L'économie américaine pourrait se contracter durant le premier semestre 2008 avec un ralentissement de la croissance du Produit Intérieur Brut (PIB), a reconnu pour la première fois, le président de la Réserve Fédérale US, Ben S. Bernanke.
"Il semble actuellement qu'avec un indice d'inflation ajusté que le PIB ne croîtra pas beaucoup, sinon du tout, pendant la première moitié de 2008 et pourrait se contracter légèrement", a-t-il déclaré mercredi devant une commission économique conjointe du Congrès.

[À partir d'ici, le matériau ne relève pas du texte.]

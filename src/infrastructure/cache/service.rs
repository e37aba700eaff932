//! Cache service trait and error types.

use async_trait::async_trait;
use thiserror::Error;

/// Errors that can occur during cache operations.
#[derive(Debug, Error)]
pub enum CacheError {
    #[error("Cache connection error: {0}")]
    ConnectionError(String),
    #[error("Cache operation error: {0}")]
    OperationError(String),
}

/// Result type for cache operations.
pub type CacheResult<T> = Result<T, CacheError>;

/// Trait for caching serialized GraphQL responses.
///
/// Implementations must be thread-safe and fail open: a broken cache degrades
/// to a network request, never to a failed page render.
///
/// # Implementations
///
/// - [`crate::infrastructure::cache::RedisCache`] - Redis-backed cache with TTL support
/// - [`crate::infrastructure::cache::NullCache`] - No-op implementation for disabled caching
#[async_trait]
pub trait CacheService: Send + Sync {
    /// Returns the cached payload for `key`.
    ///
    /// `Ok(None)` on a miss. Production implementations also report backend
    /// errors as a miss.
    async fn get(&self, key: &str) -> CacheResult<Option<String>>;

    /// Stores `payload` under `key`.
    ///
    /// `ttl_seconds = None` applies the implementation's default TTL.
    async fn set(&self, key: &str, payload: &str, ttl_seconds: Option<u64>) -> CacheResult<()>;

    /// Removes a cached entry. Returns whether something was deleted.
    async fn invalidate(&self, key: &str) -> CacheResult<bool>;

    /// Checks if the cache backend is reachable.
    async fn health_check(&self) -> bool;
}
//! Launch id validation.

use crate::error::AppError;
use regex::Regex;
use serde_json::json;
use std::sync::LazyLock;

static LAUNCH_ID_REGEX: LazyLock<Regex> =
    LazyLock::new(|| Regex::new(r"^[A-Za-z0-9_-]{1,64}$").unwrap());

/// Checks that `id` can be sent to the detail query.
///
/// Upstream ids are short alphanumeric strings; anything else is rejected
/// before a request is made.
///
/// # Errors
///
/// Returns [`AppError::Validation`] when the id is empty, longer than 64
/// characters, or contains characters outside `[A-Za-z0-9_-]`.
pub fn validate_launch_id(id: &str) -> Result<(), AppError> {
    if LAUNCH_ID_REGEX.is_match(id) {
        Ok(())
    } else {
        Err(AppError::bad_request(
            "Invalid launch id",
            json!({ "id": id.chars().take(80).collect::<String>() }),
        ))
    }
}
//! Application error type shared by services and HTTP handlers.
//!
//! API handlers return [`AppError`] directly and get a JSON body of the form
//! `{ "error": { "code", "message", "details" } }`. Web handlers inspect the
//! variant and render an HTML page instead.

use axum::{
    Json,
    http::StatusCode,
    response::{IntoResponse, Response},
};
use serde::Serialize;
use serde_json::Value;

#[derive(Serialize)]
struct ErrorBody {
    error: ErrorInfo,
}

#[derive(Serialize)]
struct ErrorInfo {
    code: &'static str,
    message: String,
    details: Value,
}

#[derive(Debug)]
pub enum AppError {
    /// Request input was rejected before reaching the data source.
    Validation { message: String, details: Value },
    /// The requested launch (or feed session) does not exist.
    NotFound { message: String, details: Value },
    /// The GraphQL endpoint failed or returned an unusable response.
    Upstream { message: String, details: Value },
    Internal { message: String, details: Value },
}

impl AppError {
    pub fn bad_request(message: impl Into<String>, details: Value) -> Self {
        Self::Validation {
            message: message.into(),
            details,
        }
    }
    pub fn not_found(message: impl Into<String>, details: Value) -> Self {
        Self::NotFound {
            message: message.into(),
            details,
        }
    }
    pub fn upstream(message: impl Into<String>, details: Value) -> Self {
        Self::Upstream {
            message: message.into(),
            details,
        }
    }
    pub fn internal(message: impl Into<String>, details: Value) -> Self {
        Self::Internal {
            message: message.into(),
            details,
        }
    }

    /// HTTP status this error maps to.
    pub fn status(&self) -> StatusCode {
        match self {
            AppError::Validation { .. } => StatusCode::BAD_REQUEST,
            AppError::NotFound { .. } => StatusCode::NOT_FOUND,
            AppError::Upstream { .. } => StatusCode::BAD_GATEWAY,
            AppError::Internal { .. } => StatusCode::INTERNAL_SERVER_ERROR,
        }
    }

    pub fn message(&self) -> &str {
        match self {
            AppError::Validation { message, .. }
            | AppError::NotFound { message, .. }
            | AppError::Upstream { message, .. }
            | AppError::Internal { message, .. } => message,
        }
    }
}

impl std::fmt::Display for AppError {
    fn fmt(&self, f: &mut std::fmt::Formatter<'_>) -> std::fmt::Result {
        match self {
            AppError::Validation { message, .. } => write!(f, "validation error: {message}"),
            AppError::NotFound { message, .. } => write!(f, "not found: {message}"),
            AppError::Upstream { message, details } => {
                write!(f, "upstream error: {message} {details}")
            }
            AppError::Internal { message, .. } => write!(f, "internal error: {message}"),
        }
    }
}

impl std::error::Error for AppError {}

impl From<validator::ValidationErrors> for AppError {
    fn from(errors: validator::ValidationErrors) -> Self {
        let details = serde_json::to_value(&errors).unwrap_or(Value::Null);
        AppError::bad_request("Invalid request parameters", details)
    }
}

impl IntoResponse for AppError {
    fn into_response(self) -> Response {
        let status = self.status();
        let (code, message, details) = match self {
            AppError::Validation { message, details } => ("validation_error", message, details),
            AppError::NotFound { message, details } => ("not_found", message, details),
            AppError::Upstream { message, details } => ("upstream_error", message, details),
            AppError::Internal { message, details } => ("internal_error", message, details),
        };

        let body = ErrorBody {
            error: ErrorInfo {
                code,
                message,
                details,
            },
        };

        (status, Json(body)).into_response()
    }
}
//! Launch data access with page-level fallbacks.

use std::sync::Arc;

use crate::domain::entities::{Launch, LaunchStats};
use crate::domain::repositories::LaunchRepository;
use crate::error::AppError;
use crate::utils::launch_id::validate_launch_id;
use serde_json::json;

/// Data shown on the home page.
#[derive(Debug, Clone)]
pub struct HomeOverview {
    pub stats: LaunchStats,
    /// Launches with a video link among every fetched launch.
    pub with_video: u64,
    /// The newest launches, capped at the requested card count.
    pub launches: Vec<Launch>,
}

/// Service wrapping a [`LaunchRepository`] with the per-view error policy.
///
/// | operation         | on upstream failure                 |
/// |-------------------|-------------------------------------|
/// | `recent_launches` | `[Launch::fallback()]`              |
/// | `launch_stats`    | `{ total: 0, successful: 0 }`       |
/// | `launch_page`     | error returned                      |
/// | `launch_by_id`    | error returned                      |
pub struct LaunchService<R: LaunchRepository + ?Sized> {
    repository: Arc<R>,
}

impl<R: LaunchRepository + ?Sized> LaunchService<R> {
    pub fn new(repository: Arc<R>) -> Self {
        Self { repository }
    }

    pub fn repository(&self) -> &Arc<R> {
        &self.repository
    }

    /// Lists launches newest first, degrading to the fallback record.
    pub async fn recent_launches(&self, limit: Option<usize>, offset: Option<usize>) -> Vec<Launch> {
        match self.repository.list_launches(limit, offset).await {
            Ok(launches) => launches,
            Err(e) => {
                tracing::error!("Error fetching launches: {}", e);
                vec![Launch::fallback()]
            }
        }
    }

    /// Lists launches newest first.
    ///
    /// # Errors
    ///
    /// Returns [`AppError::Upstream`] when the endpoint fails.
    pub async fn launch_page(
        &self,
        limit: Option<usize>,
        offset: Option<usize>,
    ) -> Result<Vec<Launch>, AppError> {
        self.repository.list_launches(limit, offset).await
    }

    /// Aggregate totals, or zeros when the endpoint fails.
    pub async fn launch_stats(&self) -> LaunchStats {
        match self.repository.launch_stats().await {
            Ok(stats) => stats,
            Err(e) => {
                tracing::error!("Error fetching stats: {}", e);
                LaunchStats::default()
            }
        }
    }

    /// Fetches one launch.
    ///
    /// # Errors
    ///
    /// - [`AppError::Validation`] if `id` is malformed; no request is made
    /// - [`AppError::NotFound`] if the id does not resolve
    /// - [`AppError::Upstream`] if the endpoint fails
    pub async fn launch_by_id(&self, id: &str) -> Result<Launch, AppError> {
        validate_launch_id(id)?;

        self.repository
            .find_by_id(id)
            .await?
            .ok_or_else(|| AppError::not_found("Launch not found", json!({ "id": id })))
    }

    /// Stats and launches for the home page, fetched concurrently.
    pub async fn home_overview(&self, card_limit: usize) -> HomeOverview {
        let (stats, launches) = tokio::join!(self.launch_stats(), self.recent_launches(None, None));

        let with_video = launches.iter().filter(|l| l.has_video()).count() as u64;
        let launches = launches.into_iter().take(card_limit).collect();

        HomeOverview {
            stats,
            with_video,
            launches,
        }
    }
}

Il a toutefois prévu que "la croissance se renforcera durant le second semestre 2008 et se consolidera en 2009, une fois que l'impact des réductions des taux d'intérêt de la Réserve Fédérale et le plan de stimulation financière se répercutera sur l'économie".
S'agissant de l'emploi, Bernanke a indiqué que "le taux de chômage a chuté en février et se maintient relativement à un niveau bas". Néanmoins, il s'attend "à ce que ce taux augmente quelque peu dans les prochains mois à la lumière du ralentissement de l'activité économique".
Les consommateurs dépensent moins, a-t-il dit, soulignant que "les préoccupations relatives à l'emploi et aux perspectives des revenus, conjuguées à la chute des prix des logements et aux strictes conditions du crédit, ont provoqué un recul des dépenses de consommation".
Le volume des affaires se rétrécit, a-t-il encore dit, soulignant que "la réduction des plans des dépenses d'investissement, les faibles perspectives de ventes, le crédit devenu plus strict et une grande incertitude ont rendu les milieux des affaires plus prudents".
Commentant pour la première fois le secours apporté par le gouvernement à la banque d'investissement Bear Stearns, le président de la Fed a argué que cette action était nécessaire pour prévenir une crise potentille aux dures répercussions sur le système financier et sur l'économie.
"L'économie souffre déjà d'un épuisement en raison de l'instabilité des marchés financiers", a dit Bernanke.